The Uranians' activity was the first stage in the effort to rehabilitate the ancient Greek notion of paiderasteia, which was ultimately unsuccessful. The age of consent today in Great Britain is legally set at 16, regardless of gender, in most circumstances.

==Publications on Uranian poets and poetry==
There are two book-length studies of the Uranians: Love In Earnest by Timothy d'Arch Smith (1970) and Secreted Desires: The Major Uranians: Hopkins, Pater and Wilde by Michael Matthew Kaylor (2006; available as an open-access E-text). Kaylor expands the Uranian canon by situating several major Victorians within the group. Other critics, such as Richard Dellamora (Masculine Desire: The Sexual Politics of Victorian Aestheticism, 1990) and Linda Dowling (Hellenism and Homosexuality in Victorian Oxford, 1994) have also contributed to the limited knowledge about this group. Paul Fussell discusses Uranian poetry in his book The Great War and Modern Memory (1975), suggesting that it provided a model for homoerotic representations in the war poets of World War I (e.g. Wilfred Owen).
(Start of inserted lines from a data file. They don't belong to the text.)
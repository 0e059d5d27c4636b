/// Moments Service Library
///
/// Family post service for the Family Moments platform: posts with up to
/// four images, soft deletes, keyset-paginated family feeds, and loves.
///
/// # Modules
///
/// - `handlers`: HTTP request handlers and route registration
/// - `models`: Posts, image slots, views and request types
/// - `services`: Post and love business logic
/// - `db`: Repositories, transactions and connection pool
/// - `middleware`: Caller identity extraction
/// - `error`: Error types and HTTP mapping
/// - `config`: Configuration management
/// - `metrics`: Prometheus collectors
pub mod config;
pub mod db;
pub mod error;
pub mod handlers;
pub mod metrics;
pub mod middleware;
pub mod models;
pub mod services;

pub use config::Config;
pub use error::{AppError, Result};
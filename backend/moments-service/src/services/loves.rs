/// Love service - love / unlove a post and keep its love aggregate current
use crate::db::PostRepository;
use crate::error::{AppError, Result};
use crate::metrics::record_operation;
use crate::models::User;
use crate::services::posts::find_active_post;
use std::sync::Arc;
use tracing::info;

pub struct LoveService {
    repo: Arc<dyn PostRepository>,
}

impl LoveService {
    pub fn new(repo: Arc<dyn PostRepository>) -> Self {
        Self { repo }
    }

    pub async fn love_post(&self, user: &User, post_id: i64) -> Result<()> {
        let result = self.love_post_inner(user, post_id).await;
        record_operation("love_post", &result);
        result
    }

    pub async fn unlove_post(&self, user: &User, post_id: i64) -> Result<()> {
        let result = self.unlove_post_inner(user, post_id).await;
        record_operation("unlove_post", &result);
        result
    }

    async fn love_post_inner(&self, user: &User, post_id: i64) -> Result<()> {
        let mut tx = self.repo.begin().await?;
        find_active_post(tx.as_mut(), post_id).await?;

        if !tx.insert_love(post_id, user.user_id).await? {
            return Err(AppError::AlreadyLoved);
        }
        tx.refresh_love_count(post_id).await?;
        tx.commit().await?;

        info!(post_id, user_id = user.user_id, "post loved");
        Ok(())
    }

    async fn unlove_post_inner(&self, user: &User, post_id: i64) -> Result<()> {
        let mut tx = self.repo.begin().await?;
        find_active_post(tx.as_mut(), post_id).await?;

        if !tx.delete_love(post_id, user.user_id).await? {
            return Err(AppError::LoveNotFound);
        }
        tx.refresh_love_count(post_id).await?;
        tx.commit().await?;

        info!(post_id, user_id = user.user_id, "post unloved");
        Ok(())
    }
}
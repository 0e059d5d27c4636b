//! PostgreSQL connection pool creation and schema migration

use crate::config::DatabaseConfig;
use crate::metrics::DB_POOL_CONNECTIONS;
use sqlx::postgres::{PgPool, PgPoolOptions};
use std::time::Duration;
use tracing::{debug, error, info};

/// Create a pool, verify it with `SELECT 1`, and start the pool gauge updater
pub async fn create_pool(config: &DatabaseConfig) -> Result<PgPool, sqlx::Error> {
    debug!(
        "Creating database pool: max={}, min={}, acquire_timeout={}s, idle_timeout={}s",
        config.max_connections,
        config.min_connections,
        config.acquire_timeout_secs,
        config.idle_timeout_secs
    );

    let pool = PgPoolOptions::new()
        .max_connections(config.max_connections)
        .min_connections(config.min_connections)
        .acquire_timeout(Duration::from_secs(config.acquire_timeout_secs))
        .idle_timeout(Duration::from_secs(config.idle_timeout_secs))
        .max_lifetime(Duration::from_secs(config.max_lifetime_secs))
        .test_before_acquire(true)
        .connect(&config.url)
        .await?;

    match tokio::time::timeout(
        Duration::from_secs(config.connect_timeout_secs),
        sqlx::query("SELECT 1").execute(&pool),
    )
    .await
    {
        Ok(Ok(_)) => {
            info!("Database pool created and verified successfully");

            update_pool_metrics(&pool);
            let pool_clone = pool.clone();
            tokio::spawn(async move {
                let mut interval = tokio::time::interval(Duration::from_secs(30));
                loop {
                    interval.tick().await;
                    update_pool_metrics(&pool_clone);
                }
            });

            Ok(pool)
        }
        Ok(Err(e)) => {
            error!(error = %e, "Database connection verification failed");
            Err(e)
        }
        Err(_) => {
            error!(
                timeout_secs = config.connect_timeout_secs,
                "Database connection verification timeout"
            );
            Err(sqlx::Error::Io(std::io::Error::new(
                std::io::ErrorKind::TimedOut,
                "Database verification timeout",
            )))
        }
    }
}

/// Apply the bundled migrations
pub async fn migrate(pool: &PgPool) -> Result<(), sqlx::migrate::MigrateError> {
    sqlx::migrate!("./migrations").run(pool).await?;
    info!("Database migrations completed successfully");
    Ok(())
}

fn update_pool_metrics(pool: &PgPool) {
    let size = pool.size() as i64;
    let idle = pool.num_idle() as i64;

    DB_POOL_CONNECTIONS.with_label_values(&["idle"]).set(idle);
    DB_POOL_CONNECTIONS
        .with_label_values(&["active"])
        .set(size - idle);
    DB_POOL_CONNECTIONS
        .with_label_values(&["max"])
        .set(pool.options().get_max_connections() as i64);
}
Poems by the Uranians – as well as by their American counterparts, sometimes called the "Calamites" after the "Calamus" section in Walt Whitman's Leaves of Grass – were included in Men and Boys: An Anthology (1924), edited by Edward Mark Slocum, which was republished with a new introduction in 1978. More recent anthologies and republications of Uranian poetry are Kaylor's exhaustive two-volume Lad's Love: An Anthology of Uranian Poetry and Prose (2010a and 2010b) and a three-volume series by the Gay Men's Press, each volume introduced by Paul I. Webb: To Boys Unknown: Poems by Rev. E. E. Bradford (1988), In the Dreamy Afternoon: Poems by John Gambril Nicholson (1989) and Blue Boys: Poems by Philebus, Edmund John, Cuthbert Wright (1990).